Banyak sebab yang membuat suku Dayak seakan melupakan asazi manusia,
baik langsung maupun tidak langsung. Masyarakat suku Dayak di Sampit selalu
“terdesak” dan selalu mengalah. Dari kasus dilarangnya menambang intan di
atas “tanah adat” mereka sendiri karena dituduh tidak memiliki izin
penambangan. Hingga kampung mereka yang harus berkali-kali pindah tempat
karena harus mengalah dari para penebang kayu yang mendesak mereka makin
ke dalam hutan. Sayangnya, kondisi ini diperburuk lagi oleh ketidakadilan
hukum yang seakan tidak mampu menjerat pelanggar hukum yang menempatkan
masyarakat Dayak menjadi korban kasus-kasus tersebut.
Tidak sedikit kasus pembunuhan orang dayak (sebagian besar disebabkan
oleh aksi premanisme Etnis Madura) yang merugikan masyarakat Dayak karena
para tersangka (kebetulan orang Madura) tidak bisa ditangkap dan di adili oleh
aparat penegak hukum.
Etnis madura yang juga punya latar belakang budaya kekerasan ternyata
menurut masyarakat Dayak dianggap tidak mampu untuk beradaptasi
(mengingat mereka sebagai pendatang).
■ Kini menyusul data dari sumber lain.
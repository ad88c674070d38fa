//! Rotation-basis construction and screen-rotation remap
//!
//! Builds a device-to-world rotation basis from a gravity/magnetic-field
//! vector pair, rotates it for magnetic declination, and remaps the axes for
//! the device's screen-rotation quadrant so that heading/elevation describe
//! the "looking through the device" direction.

use libm::{asinf, atan2f, cosf, sinf, sqrtf};
use nalgebra::{Matrix3, Vector3};

/// Screen-rotation quadrant of the device display.
#[derive(Debug, Clone, Copy, PartialEq, Eq, Default)]
pub enum ScreenRotation {
    /// Portrait, natural orientation
    #[default]
    Deg0,
    /// Rotated left (landscape)
    Deg90,
    /// Upside down
    Deg180,
    /// Rotated right (landscape)
    Deg270,
}

/// Minimum usable vector norm; below this the device is in free fall or the
/// field reading is degenerate.
const MIN_NORM: f32 = 0.1;

/// Compute the device-to-world rotation basis from a gravity vector and a
/// magnetic-field vector, both in device coordinates.
///
/// Rows of the result are the world east (H), north (M), and up (A) axes
/// expressed in device coordinates. Returns `None` when the pair is
/// degenerate (free fall, or gravity parallel to the field), which simply
/// suppresses the orientation update for that tick.
pub fn rotation_from_gravity_mag(
    gravity: Vector3<f32>,
    geomagnetic: Vector3<f32>,
) -> Option<Matrix3<f32>> {
    let mut h = geomagnetic.cross(&gravity);
    let h_norm = sqrtf(h.dot(&h));
    if h_norm < MIN_NORM {
        return None;
    }
    h /= h_norm;

    let a_norm = sqrtf(gravity.dot(&gravity));
    if a_norm < MIN_NORM {
        return None;
    }
    let a = gravity / a_norm;
    let m = a.cross(&h);

    Some(Matrix3::from_rows(&[
        h.transpose(),
        m.transpose(),
        a.transpose(),
    ]))
}

/// Rotate the basis about the world vertical axis to subtract magnetic
/// declination, converting magnetic headings to true headings.
pub fn apply_declination(basis: &Matrix3<f32>, declination_deg: f32) -> Matrix3<f32> {
    if declination_deg == 0.0 {
        return *basis;
    }
    let theta = declination_deg.to_radians();
    let (s, c) = (sinf(theta), cosf(theta));
    #[rustfmt::skip]
    let rot_z = Matrix3::new(
        c, -s, 0.0,
        s,  c, 0.0,
        0.0, 0.0, 1.0,
    );
    rot_z * basis
}

/// Remap the rotation basis for the device's screen-rotation quadrant.
///
/// Each quadrant is an explicit fixed axis-swap rule matching the sensor
/// stack's tabulated behavior, not a derived formula. Deg0, Deg90, and
/// Deg180 all use the (X, Z) mapping; Deg270 uses (-Z, X). Deg90 sharing
/// the portrait mapping looks like a vendor quirk but is kept as tabulated.
pub fn remap_for_rotation(basis: &Matrix3<f32>, rotation: ScreenRotation) -> Matrix3<f32> {
    let c0 = basis.column(0).into_owned();
    let c1 = basis.column(1).into_owned();
    let c2 = basis.column(2).into_owned();

    match rotation {
        // (X, Z): new axes are device X and device Z
        ScreenRotation::Deg0 => Matrix3::from_columns(&[c0, -c2, c1]),
        // same mapping as Deg0, see above
        ScreenRotation::Deg90 => Matrix3::from_columns(&[c0, -c2, c1]),
        ScreenRotation::Deg180 => Matrix3::from_columns(&[c0, -c2, c1]),
        // (-Z, X): new axes are negated device Z and device X
        ScreenRotation::Deg270 => Matrix3::from_columns(&[c1, -c2, -c0]),
    }
}

/// Extract (azimuth, pitch, roll) in radians from a remapped basis.
///
/// Azimuth is the compass heading of the viewing direction, pitch the
/// vertical elevation angle; roll is extracted for completeness but unused
/// downstream.
pub fn orientation_angles(basis: &Matrix3<f32>) -> (f32, f32, f32) {
    let azimuth = atan2f(basis[(0, 1)], basis[(1, 1)]);
    let pitch = asinf(-basis[(2, 1)]);
    let roll = atan2f(-basis[(2, 0)], basis[(2, 2)]);
    (azimuth, pitch, roll)
}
Sering terjadi kasus pelanggaran “tanah
larangan” orang Dayak oleh penebang kayu yang kebetulan didominasi oleh
orang Madura. Hal inilah yang menjadi salah satu pemicu perang antar etnis
Dayak-Madura.
Dari cara mereka melakukan usaha dalam bidang perekonomian saja,
mereka terkadang dianggap terlalu kasar oleh sebagian besar masyarakat Dayak,
bahkan masyarakat Banjar sekalipun. Banyak cara-cara pemaksaan untuk
mendapatkan hasil usaha kepada konsumen mereka. Banyak pula tipu-daya yang
mereka lakukan. Namun, tidak semua suku Madura bersifat seperti ini.
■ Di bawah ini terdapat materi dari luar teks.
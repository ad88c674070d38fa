//! Orientation fusion: raw sensor pairs to smoothed heading/elevation
//!
//! Fuses the latest gravity and magnetic-field vectors into a rotation
//! basis, extracts heading and elevation, and feeds them through two
//! independent [`CircularSmoother`] instances. Heading uses a wide window
//! (noisy compass), elevation a short one.

use nalgebra::Vector3;

use super::rotation::{
    apply_declination, orientation_angles, remap_for_rotation, rotation_from_gravity_mag,
    ScreenRotation,
};
use super::smoothing::{CircularSmoother, DEFAULT_ELEVATION_WINDOW, DEFAULT_HEADING_WINDOW};
use crate::geo::wrap_360;

/// Which sensor channel a sample came from.
#[derive(Debug, Clone, Copy, PartialEq, Eq)]
pub enum SensorChannel {
    /// Accelerometer-equivalent gravity vector
    Gravity,
    /// Magnetometer-equivalent field vector
    MagneticField,
}

/// One raw 3-axis sample with the hardware's reliability flag.
#[derive(Debug, Clone, Copy)]
pub struct SensorSample {
    pub channel: SensorChannel,
    pub vector: Vector3<f32>,
    pub reliable: bool,
}

/// Converts raw gravity/magnetic-field samples into a smoothed
/// heading/elevation pair, compensating for magnetic declination and the
/// device's screen-rotation quadrant.
///
/// Must only be mutated from one producer at a time (the host delivers
/// sensor callbacks on a single stream; preserve that single-writer
/// property when wiring this up).
pub struct OrientationFusion {
    heading: CircularSmoother,
    elevation: CircularSmoother,
    gravity: Option<Vector3<f32>>,
    magnetic: Option<Vector3<f32>>,
    gravity_reliable_seen: bool,
    magnetic_reliable_seen: bool,
    declination_deg: f32,
    screen_rotation: ScreenRotation,
}

impl OrientationFusion {
    /// Create with the default heading window (50 samples).
    pub fn new() -> Self {
        Self::with_heading_window(DEFAULT_HEADING_WINDOW)
    }

    /// Create with a configurable heading window; the elevation window is
    /// fixed at 10 samples.
    pub fn with_heading_window(heading_window: usize) -> Self {
        Self {
            heading: CircularSmoother::new(heading_window),
            elevation: CircularSmoother::new(DEFAULT_ELEVATION_WINDOW),
            gravity: None,
            magnetic: None,
            gravity_reliable_seen: false,
            magnetic_reliable_seen: false,
            declination_deg: 0.0,
            screen_rotation: ScreenRotation::default(),
        }
    }

    /// Set the local magnetic declination in degrees.
    pub fn set_declination(&mut self, declination_deg: f32) {
        self.declination_deg = declination_deg;
    }

    /// Update the screen-rotation quadrant.
    pub fn set_screen_rotation(&mut self, rotation: ScreenRotation) {
        self.screen_rotation = rotation;
    }

    /// Ingest one raw sample. Returns true when a fused orientation update
    /// was produced (the caller should trigger a layout pass).
    ///
    /// Reliability gate: some hardware never flags its readings reliable yet
    /// still produces usable data, so unreliable samples pass through until
    /// the channel has been reliable at least once; after that, unreliable
    /// samples from it are dropped.
    pub fn ingest(&mut self, sample: SensorSample) -> bool {
        if sample.reliable {
            match sample.channel {
                SensorChannel::Gravity => self.gravity_reliable_seen = true,
                SensorChannel::MagneticField => self.magnetic_reliable_seen = true,
            }
        } else {
            let blocked = match sample.channel {
                SensorChannel::Gravity => self.gravity_reliable_seen,
                SensorChannel::MagneticField => self.magnetic_reliable_seen,
            };
            if blocked {
                return false;
            }
        }

        match sample.channel {
            SensorChannel::Gravity => self.gravity = Some(sample.vector),
            SensorChannel::MagneticField => self.magnetic = Some(sample.vector),
        }

        let (Some(gravity), Some(magnetic)) = (self.gravity, self.magnetic) else {
            return false;
        };
        let Some(basis) = rotation_from_gravity_mag(gravity, magnetic) else {
            return false;
        };

        let basis = apply_declination(&basis, self.declination_deg);
        let basis = remap_for_rotation(&basis, self.screen_rotation);
        let (azimuth, pitch, _roll) = orientation_angles(&basis);

        self.heading.add_sample(azimuth);
        self.elevation.add_sample(pitch);
        true
    }

    /// Smoothed heading in degrees [0, 360), with the calibration bias trim
    /// applied.
    pub fn heading_deg(&self, bias_deg: f32) -> f32 {
        wrap_360(self.heading.mean().to_degrees() + bias_deg)
    }

    /// Smoothed elevation in radians (only ever compared against other
    /// radians downstream, so never converted).
    pub fn elevation_rad(&self) -> f32 {
        let mean = self.elevation.mean();
        // Fold [0, 2pi) back to a signed pitch
        if mean > core::f32::consts::PI {
            mean - 2.0 * core::f32::consts::PI
        } else {
            mean
        }
    }

    /// Heading stability score for the UI variance indicator.
    pub fn heading_variance_score(&self) -> i32 {
        self.heading.variance_score()
    }
}

impl Default for OrientationFusion {
    fn default() -> Self {
        Self::new()
    }
}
Ada yang mengungkapakan bahwa pertikaian yang sering terjadi antara
Madura dan Dayak dipicu rasa etnosentrisme yang kuat di kedua belah pihak.
Semangat persukuan inilah yang mendasari solidaritas antar-anggota suku di
Kalimantan. Situasi seperti itu diperparah kebiasaan dan nilai-nilai yang
berbeda, bahkan mungkin berbenturan. Misalnya, adat orang Madura yang
membawa parang atau celurit ke mana pun pergi, membuat orang Dayak melihat
sang “tamu”-nya selalu siap berkelahi. Sebab, bagi orang Dayak, membawa
senjata tajam hanya dilakukan ketika mereka hendak berperang atau berburu.
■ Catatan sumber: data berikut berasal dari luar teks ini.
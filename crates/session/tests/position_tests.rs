//! Position tracker tests: renewal cadence, single in-flight request,
//! cancellation.

use std::sync::atomic::{AtomicUsize, Ordering};
use std::sync::Arc;
use std::time::Duration;

use async_trait::async_trait;
use peaksight_core::geo::GeoPosition;
use peaksight_session::{PositionFix, PositionProvider, PositionTracker, SessionError};

struct MockProvider {
    requests: AtomicUsize,
    in_flight: AtomicUsize,
    max_in_flight: AtomicUsize,
    delay: Duration,
}

impl MockProvider {
    fn new(delay: Duration) -> Arc<Self> {
        Arc::new(Self {
            requests: AtomicUsize::new(0),
            in_flight: AtomicUsize::new(0),
            max_in_flight: AtomicUsize::new(0),
            delay,
        })
    }
}

#[async_trait]
impl PositionProvider for MockProvider {
    async fn request_fix(&self) -> Result<PositionFix, SessionError> {
        let now = self.in_flight.fetch_add(1, Ordering::SeqCst) + 1;
        self.max_in_flight.fetch_max(now, Ordering::SeqCst);
        tokio::time::sleep(self.delay).await;
        self.in_flight.fetch_sub(1, Ordering::SeqCst);
        self.requests.fetch_add(1, Ordering::SeqCst);
        Ok(PositionFix {
            position: GeoPosition::with_altitude(54.6013, -3.1347, 80.0),
            accuracy_m: 30.0,
        })
    }
}

#[tokio::test]
async fn test_tracker_publishes_and_renews() {
    let provider = MockProvider::new(Duration::from_millis(1));
    let mut tracker =
        PositionTracker::start_with_interval(provider.clone(), Duration::from_millis(10));

    let mut rx = tracker.subscribe();
    rx.changed().await.unwrap();
    let fix = tracker.latest().unwrap();
    assert!((fix.accuracy_m - 30.0).abs() < 0.001);

    tokio::time::sleep(Duration::from_millis(60)).await;
    assert!(
        provider.requests.load(Ordering::SeqCst) >= 3,
        "Expected repeated renewals"
    );
    tracker.stop();
}

#[tokio::test]
async fn test_at_most_one_request_in_flight() {
    // Slow provider, aggressive interval: requests must still serialize
    let provider = MockProvider::new(Duration::from_millis(20));
    let mut tracker =
        PositionTracker::start_with_interval(provider.clone(), Duration::from_millis(1));

    tokio::time::sleep(Duration::from_millis(120)).await;
    assert_eq!(provider.max_in_flight.load(Ordering::SeqCst), 1);
    tracker.stop();
}

#[tokio::test]
async fn test_stop_cancels_renewal() {
    let provider = MockProvider::new(Duration::from_millis(1));
    let mut tracker =
        PositionTracker::start_with_interval(provider.clone(), Duration::from_millis(5));

    tokio::time::sleep(Duration::from_millis(20)).await;
    tracker.stop();
    assert!(!tracker.is_running());

    tokio::time::sleep(Duration::from_millis(10)).await;
    let after_stop = provider.requests.load(Ordering::SeqCst);
    tokio::time::sleep(Duration::from_millis(40)).await;
    assert_eq!(
        provider.requests.load(Ordering::SeqCst),
        after_stop,
        "No requests may complete after stop"
    );
}

#[tokio::test]
async fn test_latest_is_none_before_first_fix() {
    let provider = MockProvider::new(Duration::from_millis(50));
    let mut tracker =
        PositionTracker::start_with_interval(provider, Duration::from_millis(100));
    assert!(tracker.latest().is_none());
    tracker.stop();
}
Tatkala di antara mereka terlibat keributan dari soal salah menyabit rumput
sampai kasus tanah amat mungkin persoalan yang semula kecil meledak tak
karuan, melahirkan manusia-manusia tak bernyawa tanpa kepala Saat terjadi
pembantaian di Sampit entah bagaimana cara mereka (Etnis Dayak) yang tengah
di rasuki kemarahan membedakan suku Madura dengan suku-suku lainnya, yang
jelas suku-suku lainnya luput dari “serangan beringas” orang-orang Dayak.
Begitu pula adanya catatan ingatan dari suku asli tentang perlakuan –
perlakuan yang tidak adil terhadap suku asli yang menyebabkan meningkatnya
konformitas dan identitas kesukuan yang dibangkitkan oleh masyarakat Dayak.
Ada beberapa peristiwa yang menjadi catatan ingatan dari masyarakat dayak
yang menurut masyarakat dayak adalah perlakuan yang tidak wajar terhadap
masyarakat suku dayak antara lain :
1. ( Tahun 1972 di Palangka Raya, seorang gadis Dayak diperkosa. Terhadap
kejadian itu diadakan penyelesaian dengan mengadakan perdamaian menurut
hukum adat (Entah benar entah tidak pelakunya orang Madura)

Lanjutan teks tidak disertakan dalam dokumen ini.